Wednesday, April 8, 2020

Avoiding TTIP Redux

Ten Principles for U.S. Trade Negotiations with the European Union, with Gabriella Beaumont-Smith, Heritage Foundation Backgrounder #3480, April 8, 2020. "Since the collapse of the negotiations for the Transatlantic Trade and Investment Partnership (TTIP) in 2016, trade tensions between the U.S. and the European Union have increased. In July 2018, the U.S. and the EU agreed to negotiate a trade agreement, and in October 2018, the U.S. released its negotiating objectives for trade talks with the EU. These objectives are generic and based on a vision of “balanced” and managed trade that is excessively pessimistic about the value of free trade. Negotiating with the EU will not be easy: The EU’s support for regulatory harmonization and its proclivity for accompanying its free trade agreements with broad political declarations are both unacceptable. The U.S. and the EU should learn the lesson of TTIP, and prefer a narrow, principled agreement that increases market-based competition and which can be negotiated rapidly, to an effort to negotiate a wider agreement that fails and thereby only gives rise to further animosity."

Monday, April 6, 2020

No, It's Not A CFIUS

The Potential Risks of the EU’s Investment Screening for the United States, Heritage Foundation Issue Brief #5055, April 6, 2020. "The EU has adopted a framework for screening foreign direct investment.

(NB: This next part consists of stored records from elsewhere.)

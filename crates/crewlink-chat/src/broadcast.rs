// SPDX-FileCopyrightText: 2026 Crewlink Contributors
// SPDX-License-Identifier: MIT OR Apache-2.0

//! In-process fan-out of room events to live connections.
//!
//! Each connection registers an outbound sender; rooms hold the set of
//! currently subscribed connections. Delivery is best-effort and strictly
//! in-process: a connection that is not subscribed when a message is
//! published catches up through the next history replay. Horizontal scaling
//! would put an external pub/sub behind [`RoomBus::publish`]; a single
//! instance does not need one.

use std::collections::HashSet;

use dashmap::DashMap;
use tokio::sync::mpsc;
use tracing::debug;

/// Capacity of each connection's outbound queue.
const OUTBOUND_BUFFER: usize = 64;

/// Create an outbound channel sized for one connection.
pub fn outbound_channel() -> (mpsc::Sender<String>, mpsc::Receiver<String>) {
    mpsc::channel(OUTBOUND_BUFFER)
}

/// Connection registry and per-room subscription state.
#[derive(Default)]
pub struct RoomBus {
    /// conn_id -> outbound sender for that connection.
    senders: DashMap<String, mpsc::Sender<String>>,
    /// room_id -> subscribed conn_ids.
    rooms: DashMap<String, HashSet<String>>,
    /// conn_id -> rooms it is subscribed to, for disconnect cleanup.
    joined: DashMap<String, HashSet<String>>,
}

impl RoomBus {
    pub fn new() -> Self {
        Self::default()
    }

    /// Register a connection's outbound sender.
    pub fn register(&self, conn_id: &str, sender: mpsc::Sender<String>) {
        self.senders.insert(conn_id.to_string(), sender);
    }

    /// Release all state held for a connection.
    pub fn unregister(&self, conn_id: &str) {
        self.senders.remove(conn_id);
        if let Some((_, rooms)) = self.joined.remove(conn_id) {
            for room_id in rooms {
                if let Some(mut subscribers) = self.rooms.get_mut(&room_id) {
                    subscribers.remove(conn_id);
                }
            }
        }
        debug!(conn_id, "connection unregistered");
    }

    /// Subscribe a connection to a room. Idempotent: returns `false` when the
    /// subscription already existed, and a repeated join never duplicates
    /// delivery.
    pub fn join(&self, conn_id: &str, room_id: &str) -> bool {
        let newly_joined = self
            .rooms
            .entry(room_id.to_string())
            .or_default()
            .insert(conn_id.to_string());
        self.joined
            .entry(conn_id.to_string())
            .or_default()
            .insert(room_id.to_string());
        newly_joined
    }

    /// Number of connections currently subscribed to a room.
    pub fn subscriber_count(&self, room_id: &str) -> usize {
        self.rooms.get(room_id).map_or(0, |s| s.len())
    }

    /// Deliver a payload to every connection currently subscribed to the
    /// room, the publisher's own connection included. Returns the number of
    /// connections the payload was handed to.
    pub async fn publish(&self, room_id: &str, payload: &str) -> usize {
        // Snapshot the recipients before awaiting so no map guard is held
        // across a suspension point.
        let recipients: Vec<mpsc::Sender<String>> = match self.rooms.get(room_id) {
            Some(subscribers) => subscribers
                .iter()
                .filter_map(|conn_id| self.senders.get(conn_id).map(|s| s.clone()))
                .collect(),
            None => return 0,
        };

        let mut delivered = 0;
        for sender in recipients {
            // A closed or full receiver means the connection is going away;
            // it will catch up from history on its next join.
            if sender.send(payload.to_string()).await.is_ok() {
                delivered += 1;
            }
        }
        delivered
    }

    /// Deliver a payload to a single connection.
    pub async fn send_to(&self, conn_id: &str, payload: &str) {
        let sender = self.senders.get(conn_id).map(|s| s.clone());
        if let Some(sender) = sender {
            let _ = sender.send(payload.to_string()).await;
        }
    }
}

While this framework has regularly been compared to the Committee for Foreign Investments in the United States (CFIUS), the reality is that the EU’s framework bears no similarities to CFIUS in form or likely effectiveness. In fact, the EU’s framework is riddled with weaknesses and perverse incentives. Moreover, because the EU’s framework covers EU programs that have been developed in order to create strategic distance between the EU and the U.S., it is likely that the framework will be used not only against the autocracies at which it is purportedly directed, but also against the United States. The U.S. should focus on improving investment screening at the national level, and vigorously protest any use of the EU’s framework against the U.S."